Fig. 03 — Babel has a server rack Its native tongue is not Akkadian. It is optimization.
§ 04
The Tower

Babel was never a story about ambition. Scripture is full of builders God loves.

The tower is not a metaphor anymore. It is AI infrastructure.

Babel was a story about a particular ambition — scale pursued for the sake of a name, uniformity mistaken for unity, the human being priced as a unit of efficiency. Its sin was not the height of the tower. Its sin was that it confused coordination with communion.

Benjamin Bratton has given us the sharpest secular map of it — The Stack: planetary-scale computation that has itself become a mode of governance, organized in layers from the earth and its minerals up through cloud, city, address, interface, and the user at the top, who is also the product.

Today's Babel is not baked brick. It is data pipelines, foundation models, and platform monopolies. And its native tongue is not Akkadian. It is optimization.

It says: let us build one global architecture of prediction. Let us organize perception. Let us decide relevance. Let us render persons as profiles. Let us make a name for ourselves.

Babel always collapses in the end. Not because height offends God, but because a project that has unity without love, scale without wisdom, and language without truth has nothing at its center to hold it together.

§ 05
The Empire

We refuse the magic trick of the weightless cloud.

A yellow train rushing past a station platform with a single passenger in motion blur.
Fig. 04 — The empire passes through, and we do not see it.

Artificial intelligence has a body. Rare earths and cobalt. Data centers that drink water and burn power. Supply chains that touch the most exploited places on earth.

And it has hidden hands. The data labelers paid pennies. The content moderators who absorb the worst of the internet so the rest of us are spared it. The miners, including children, at the bottom of the stack.

Karen Hao has documented where this leads, and named it precisely: an empire of AI — an industry that, like the empires before it, extracts resources and labor from the many and concentrates the proceeds, and the power, in the few.

The cloud economy loves to imagine itself immaterial — pure intelligence, conjured from nothing. It is not.

Nothing in AI is immaterial. Every instant answer rests on energy, on extraction, and on human labor. A manifesto that forgets this is not optimistic. It is merely comfortable.

A motion-blurred silhouette of a person under a red EXIT sign at the end of a darkened corridor — the question of who decides the exception.
Fig. 05 — Sovereign is he who decides on the exception What the Pope names morally, the builder writes structurally.
§ 06
Who Decides

We must speak plainly about power.

Control is no longer prohibition. Control is architecture.

Political theorist Carl Schmitt understood power because he loved it, and his most famous sentence cuts to the bone of our moment: sovereign is he who decides on the exception.

The real sovereign, Schmitt argued, is not whoever writes the ordinary rules. It is whoever can decide when the rules are suspended — who is inside and who is outside, when the policy does not apply, when the exception is made.
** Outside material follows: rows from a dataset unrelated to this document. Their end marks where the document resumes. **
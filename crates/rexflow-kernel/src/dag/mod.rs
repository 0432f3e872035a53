//! Stage DAG
//!
//! A [`PipelineGraph`] holds at most one node per [`StageKind`], each with
//! the invocations it runs. Edges are stored in a petgraph `DiGraphMap` and
//! may only go from a lower to a strictly higher [`StageKind::rank`], so the
//! graph is acyclic by construction.

use crate::arguments::ArgumentBuilder;
use crate::error::GraphError;
use crate::types::{Invocation, StageKind, Step, StepMask, Tool, Variant};
use petgraph::algo::{has_path_connecting, toposort};
use petgraph::graphmap::DiGraphMap;
use petgraph::Direction;
use std::collections::{BTreeMap, BTreeSet};

/// What the graph should contain
#[derive(Debug, Clone, PartialEq, Eq)]
pub struct PipelineOptions {
    /// Requested steps
    pub steps: StepMask,
    /// Append blind invocations to fit-dependent stages
    pub also_blind: bool,
    /// Restrict to these systematics
    pub systematics: Option<Vec<String>>,
    /// Restrict histogram production to these regions
    pub regions: Option<Vec<String>>,
    /// One histogram job per (region, systematic) pair plus merges
    pub granular_ntuple: bool,
    /// Histograms were copied into the workspace; skip production
    pub histograms_copied: bool,
    /// Fit only non-validation regions
    pub exclude_validation_regions: bool,
}

impl Default for PipelineOptions {
    fn default() -> Self {
        Self {
            steps: StepMask::all(),
            also_blind: false,
            systematics: None,
            regions: None,
            granular_ntuple: false,
            histograms_copied: false,
            exclude_validation_regions: true,
        }
    }
}

impl PipelineOptions {
    /// Set the requested steps
    #[must_use]
    pub fn with_steps(mut self, steps: StepMask) -> Self {
        self.steps = steps;
        self
    }

    /// Also run blind variants
    #[must_use]
    pub fn with_also_blind(mut self, also_blind: bool) -> Self {
        self.also_blind = also_blind;
        self
    }

    /// Restrict to a systematic list
    #[must_use]
    pub fn with_systematics(mut self, systematics: Option<Vec<String>>) -> Self {
        self.systematics = systematics;
        self
    }

    /// Restrict histogram production to a region list
    #[must_use]
    pub fn with_regions(mut self, regions: Option<Vec<String>>) -> Self {
        self.regions = regions;
        self
    }

    /// Granular histogram production
    #[must_use]
    pub fn with_granular_ntuple(mut self, granular: bool) -> Self {
        self.granular_ntuple = granular;
        self
    }

    /// Mark histograms as already present
    #[must_use]
    pub fn with_histograms_copied(mut self, copied: bool) -> Self {
        self.histograms_copied = copied;
        self
    }

    /// Whether histograms are produced by this run
    #[inline]
    #[must_use]
    pub fn produces_histograms(&self) -> bool {
        self.steps.contains(Step::N) && !self.histograms_copied
    }

    /// Tools the graph built from these options can invoke
    #[must_use]
    pub fn required_tools(&self) -> Vec<Tool> {
        let mut tools = Vec::with_capacity(2);
        if !self.steps.is_empty() {
            tools.push(Tool::Fitter);
        }
        if self.produces_histograms() && self.granular_ntuple {
            tools.push(Tool::Merger);
        }
        tools
    }

    fn variants(&self) -> &'static [Variant] {
        if self.also_blind {
            &[Variant::Nominal, Variant::Blind]
        } else {
            &[Variant::Nominal]
        }
    }
}

fn expand(variants: &[Variant], f: &dyn Fn(Variant) -> Vec<Invocation>) -> Vec<Invocation> {
    variants.iter().flat_map(|v| f(*v)).collect()
}

/// One stage and its invocations
#[derive(Debug, Clone, PartialEq, Eq)]
pub struct StageNode {
    kind: StageKind,
    invocations: Vec<Invocation>,
}

impl StageNode {
    /// Node of `kind` running `invocations`
    #[must_use]
    pub fn new(kind: StageKind, invocations: Vec<Invocation>) -> Self {
        Self { kind, invocations }
    }

    /// Stage kind
    #[inline]
    #[must_use]
    pub fn kind(&self) -> StageKind {
        self.kind
    }

    /// Invocations, in submission order
    #[inline]
    #[must_use]
    pub fn invocations(&self) -> &[Invocation] {
        &self.invocations
    }

    /// A node without invocations is trivially complete
    #[inline]
    #[must_use]
    pub fn is_empty(&self) -> bool {
        self.invocations.is_empty()
    }
}

/// Directed acyclic graph of stages
#[derive(Debug, Clone, Default)]
pub struct PipelineGraph {
    nodes: BTreeMap<StageKind, StageNode>,
    edges: DiGraphMap<StageKind, ()>,
}

impl PipelineGraph {
    /// Empty graph
    #[must_use]
    pub fn new() -> Self {
        Self::default()
    }

    /// Build the graph for `options` from the invocation builder
    ///
    /// # Errors
    /// Only on an internal ordering violation; every edge added here follows
    /// stage rank.
    pub fn build(args: &ArgumentBuilder<'_>, options: &PipelineOptions) -> Result<Self, GraphError> {
        let mut graph = Self::new();
        let systematics = options.systematics.as_deref();
        let variants = options.variants();

        let mut upstream = None;
        if options.produces_histograms() {
            let regions = options.regions.as_deref();
            if options.granular_ntuple {
                let granular = args.granular_ntuple_invocations(regions, systematics);
                graph.add_node(StageNode::new(StageKind::N, granular.ntuple))?;
                graph.add_node(StageNode::new(StageKind::NMerge, granular.merges))?;
                graph.add_edge(StageKind::N, StageKind::NMerge)?;
                upstream = Some(StageKind::NMerge);
            } else {
                let ntuple = args.ntuple_invocations(regions, systematics);
                graph.add_node(StageNode::new(StageKind::N, ntuple))?;
                upstream = Some(StageKind::N);
            }
        }

        if options.steps.contains(Step::Wf) {
            let fit = expand(variants, &|v| {
                vec![args.fit_invocation(systematics, options.exclude_validation_regions, v)]
            });
            graph.add_node(StageNode::new(StageKind::Wf, fit))?;
            graph.link(upstream, StageKind::Wf)?;
            upstream = Some(StageKind::Wf);
        }

        if options.steps.contains(Step::Dp) {
            let draw = expand(variants, &|v| vec![args.draw_invocation(systematics, v)]);
            graph.add_node(StageNode::new(StageKind::Dp, draw))?;
            graph.link(upstream, StageKind::Dp)?;
        }

        if options.steps.contains(Step::R) {
            let rank = expand(variants, &|v| args.rank_invocations(systematics, v));
            let plot = expand(variants, &|v| vec![args.rank_plot_invocation(v)]);
            graph.add_node(StageNode::new(StageKind::R, rank))?;
            graph.add_node(StageNode::new(StageKind::RPlot, plot))?;
            graph.link(upstream, StageKind::R)?;
            graph.add_edge(StageKind::R, StageKind::RPlot)?;
        }

        if options.steps.contains(Step::I) {
            if systematics.is_some() {
                tracing::info!("grouped impact skipped: a systematic filter is active");
            } else {
                let groups = expand(variants, &|v| args.grouped_impact_invocations(v));
                let combine = expand(variants, &|v| vec![args.grouped_impact_combine_invocation(v)]);
                graph.add_node(StageNode::new(StageKind::I, groups))?;
                graph.add_node(StageNode::new(StageKind::ICombine, combine))?;
                graph.link(upstream, StageKind::I)?;
                graph.add_edge(StageKind::I, StageKind::ICombine)?;
            }
        }

        tracing::debug!(
            steps = %options.steps,
            nodes = graph.node_count(),
            edges = graph.edge_count(),
            invocations = graph.invocation_count(),
            "pipeline graph built"
        );
        Ok(graph)
    }

    /// Add a node
    ///
    /// # Errors
    /// `GraphError::DuplicateNode` if a node of that kind exists.
    pub fn add_node(&mut self, node: StageNode) -> Result<(), GraphError> {
        let kind = node.kind();
        if self.nodes.contains_key(&kind) {
            return Err(GraphError::DuplicateNode(kind));
        }
        self.nodes.insert(kind, node);
        self.edges.add_node(kind);
        Ok(())
    }

    /// Add an edge `from -> to`
    ///
    /// # Errors
    /// `GraphError::NodeNotFound` for a missing endpoint,
    /// `GraphError::InvalidEdge` unless `to` has a strictly higher rank.
    pub fn add_edge(&mut self, from: StageKind, to: StageKind) -> Result<(), GraphError> {
        for kind in [from, to] {
            if !self.nodes.contains_key(&kind) {
                return Err(GraphError::NodeNotFound(kind));
            }
        }
        if from.rank() >= to.rank() {
            return Err(GraphError::InvalidEdge { from, to });
        }
        self.edges.add_edge(from, to, ());
        Ok(())
    }

    fn link(&mut self, from: Option<StageKind>, to: StageKind) -> Result<(), GraphError> {
        match from {
            Some(from) => self.add_edge(from, to),
            None => Ok(()),
        }
    }

    /// Node of `kind`
    #[inline]
    #[must_use]
    pub fn node(&self, kind: StageKind) -> Option<&StageNode> {
        self.nodes.get(&kind)
    }

    /// Whether a node of `kind` exists
    #[inline]
    #[must_use]
    pub fn contains(&self, kind: StageKind) -> bool {
        self.nodes.contains_key(&kind)
    }

    /// Nodes in rank order
    pub fn nodes(&self) -> impl Iterator<Item = &StageNode> {
        self.nodes.values()
    }

    /// Edges, sorted
    #[must_use]
    pub fn edges(&self) -> Vec<(StageKind, StageKind)> {
        let mut edges: Vec<_> = self.edges.all_edges().map(|(a, b, _)| (a, b)).collect();
        edges.sort_unstable();
        edges
    }

    /// Direct parents of `kind`
    #[must_use]
    pub fn parents(&self, kind: StageKind) -> Vec<StageKind> {
        self.neighbors(kind, Direction::Incoming)
    }

    /// Direct children of `kind`
    #[must_use]
    pub fn children(&self, kind: StageKind) -> Vec<StageKind> {
        self.neighbors(kind, Direction::Outgoing)
    }

    fn neighbors(&self, kind: StageKind, direction: Direction) -> Vec<StageKind> {
        if !self.edges.contains_node(kind) {
            return Vec::new();
        }
        let mut out: Vec<_> = self.edges.neighbors_directed(kind, direction).collect();
        out.sort_unstable();
        out
    }

    /// Nearest non-empty ancestors of `kind`, looking through empty nodes
    #[must_use]
    pub fn effective_parents(&self, kind: StageKind) -> BTreeSet<StageKind> {
        let mut out = BTreeSet::new();
        let mut pending = self.parents(kind);
        while let Some(parent) = pending.pop() {
            match self.node(parent) {
                Some(node) if !node.is_empty() => {
                    out.insert(parent);
                }
                _ => pending.extend(self.parents(parent)),
            }
        }
        out
    }

    /// Whether a path leads from `ancestor` to `kind`
    #[must_use]
    pub fn is_ancestor(&self, ancestor: StageKind, kind: StageKind) -> bool {
        ancestor != kind
            && self.contains(ancestor)
            && self.contains(kind)
            && has_path_connecting(&self.edges, ancestor, kind, None)
    }

    /// Whether the edge set contains a cycle
    #[must_use]
    pub fn is_cyclic(&self) -> bool {
        petgraph::algo::is_cyclic_directed(&self.edges)
    }

    /// Number of nodes
    #[inline]
    #[must_use]
    pub fn node_count(&self) -> usize {
        self.nodes.len()
    }

    /// Number of edges
    #[inline]
    #[must_use]
    pub fn edge_count(&self) -> usize {
        self.edges.edge_count()
    }

    /// Total invocations over all nodes
    #[must_use]
    pub fn invocation_count(&self) -> usize {
        self.nodes.values().map(|n| n.invocations().len()).sum()
    }

    /// Whether the graph has no node
    #[inline]
    #[must_use]
    pub fn is_empty(&self) -> bool {
        self.nodes.is_empty()
    }

    /// Nodes grouped by topological depth
    ///
    /// A node's depth is one more than the deepest of its parents; roots have
    /// depth zero. Kinds within a wave are in rank order.
    #[must_use]
    pub fn waves(&self) -> Vec<Vec<StageKind>> {
        let Ok(order) = toposort(&self.edges, None) else {
            return Vec::new();
        };
        let mut depth: BTreeMap<StageKind, usize> = BTreeMap::new();
        for kind in order {
            let d = self
                .parents(kind)
                .iter()
                .filter_map(|p| depth.get(p))
                .map(|d| d + 1)
                .max()
                .unwrap_or(0);
            depth.insert(kind, d);
        }

        let mut waves: Vec<Vec<StageKind>> = Vec::new();
        for (kind, d) in depth {
            if waves.len() <= d {
                waves.resize_with(d + 1, Vec::new);
            }
            waves[d].push(kind);
        }
        waves
    }
}
//! Wave scheduling
//!
//! Flattens a [`PipelineGraph`] into waves of [`WorkUnit`]s. Every unit of a
//! wave may run concurrently; a wave starts only after the previous one
//! completed. Empty nodes contribute no units and empty waves are dropped.

use crate::dag::PipelineGraph;
use crate::types::{Invocation, StageKind};
use serde::Serialize;

/// One invocation bound to the stage it belongs to
#[derive(Debug, Clone, PartialEq, Eq, Serialize)]
pub struct WorkUnit {
    /// Owning stage
    pub stage: StageKind,
    /// What to run
    pub invocation: Invocation,
}

/// Units that may run concurrently
#[derive(Debug, Clone, Default, PartialEq, Eq)]
pub struct Wave {
    /// Position in the schedule
    pub index: usize,
    /// Stages contributing units, in rank order
    pub stages: Vec<StageKind>,
    /// Units in stage then submission order
    pub units: Vec<WorkUnit>,
}

/// Ordered waves of a graph
#[derive(Debug, Clone, Default, PartialEq, Eq)]
pub struct Schedule {
    waves: Vec<Wave>,
}

impl Schedule {
    /// Schedule every non-empty node of `graph`
    #[must_use]
    pub fn from_graph(graph: &PipelineGraph) -> Self {
        let mut waves = Vec::new();
        for kinds in graph.waves() {
            let mut wave = Wave {
                index: waves.len(),
                ..Wave::default()
            };
            for kind in kinds {
                let Some(node) = graph.node(kind).filter(|n| !n.is_empty()) else {
                    continue;
                };
                wave.stages.push(kind);
                wave.units.extend(node.invocations().iter().map(|inv| WorkUnit {
                    stage: kind,
                    invocation: inv.clone(),
                }));
            }
            if !wave.units.is_empty() {
                waves.push(wave);
            }
        }
        Self { waves }
    }

    /// Waves in execution order
    #[inline]
    #[must_use]
    pub fn waves(&self) -> &[Wave] {
        &self.waves
    }

    /// Total units
    #[must_use]
    pub fn unit_count(&self) -> usize {
        self.waves.iter().map(|w| w.units.len()).sum()
    }

    /// Whether nothing is scheduled
    #[inline]
    #[must_use]
    pub fn is_empty(&self) -> bool {
        self.waves.is_empty()
    }
}

#[cfg(test)]
mod tests {
    use super::*;
    use crate::dag::StageNode;

    fn unit(name: &str) -> Invocation {
        Invocation::merger(name.to_string(), Vec::new())
    }

    #[test]
    fn empty_nodes_are_skipped() {
        let mut graph = PipelineGraph::new();
        graph.add_node(StageNode::new(StageKind::N, Vec::new())).unwrap();
        graph
            .add_node(StageNode::new(StageKind::Wf, vec![unit("fit")]))
            .unwrap();
        graph
            .add_node(StageNode::new(StageKind::Dp, vec![unit("dp")]))
            .unwrap();
        graph
            .add_node(StageNode::new(StageKind::I, Vec::new()))
            .unwrap();
        graph.add_edge(StageKind::N, StageKind::Wf).unwrap();
        graph.add_edge(StageKind::Wf, StageKind::Dp).unwrap();
        graph.add_edge(StageKind::Wf, StageKind::I).unwrap();

        let schedule = Schedule::from_graph(&graph);
        assert_eq!(schedule.waves().len(), 2);
        assert_eq!(schedule.waves()[0].stages, vec![StageKind::Wf]);
        assert_eq!(schedule.waves()[0].index, 0);
        assert_eq!(schedule.waves()[1].stages, vec![StageKind::Dp]);
        assert_eq!(schedule.waves()[1].index, 1);
        assert_eq!(schedule.unit_count(), 2);
    }

    #[test]
    fn empty_graph_has_no_waves() {
        assert!(Schedule::from_graph(&PipelineGraph::new()).is_empty());
    }
}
Ask the question of AI. Who decides the exception? Who decides when a model's safety policy is quietly relaxed for a favored client, when a market is entered or abandoned, when a class of person is scored as a risk, when the terms change and consent becomes a formality? Who decides what the system simply will not see?

The encyclical answers without flinching: the main drivers of this technology are now private, often transnational parties whose resources surpass those of many governments.

Power has not disappeared. It has moved. It no longer wears only the uniform of the state or the frock coat of the industrialist. It also appears as an API, a ranking system, a compute cluster, a recommendation engine.

Systems govern conscience not by issuing commands but by arranging the field of the possible — the defaults, the rankings, the feeds, the frictions, the thresholds.

The new sovereigns of the model did not seize a throne. They shipped a default. That is the quietest coup in history, and most of its authors do not know they have staged one.

Pull Quote

The code is not merely functional. It is formative. It forms its user — and it forms its maker.

§ 07
Blessed are the Builders

If technology carries the character of those who build it, then the people who build AI are not neutral functionaries. We are moral navigators.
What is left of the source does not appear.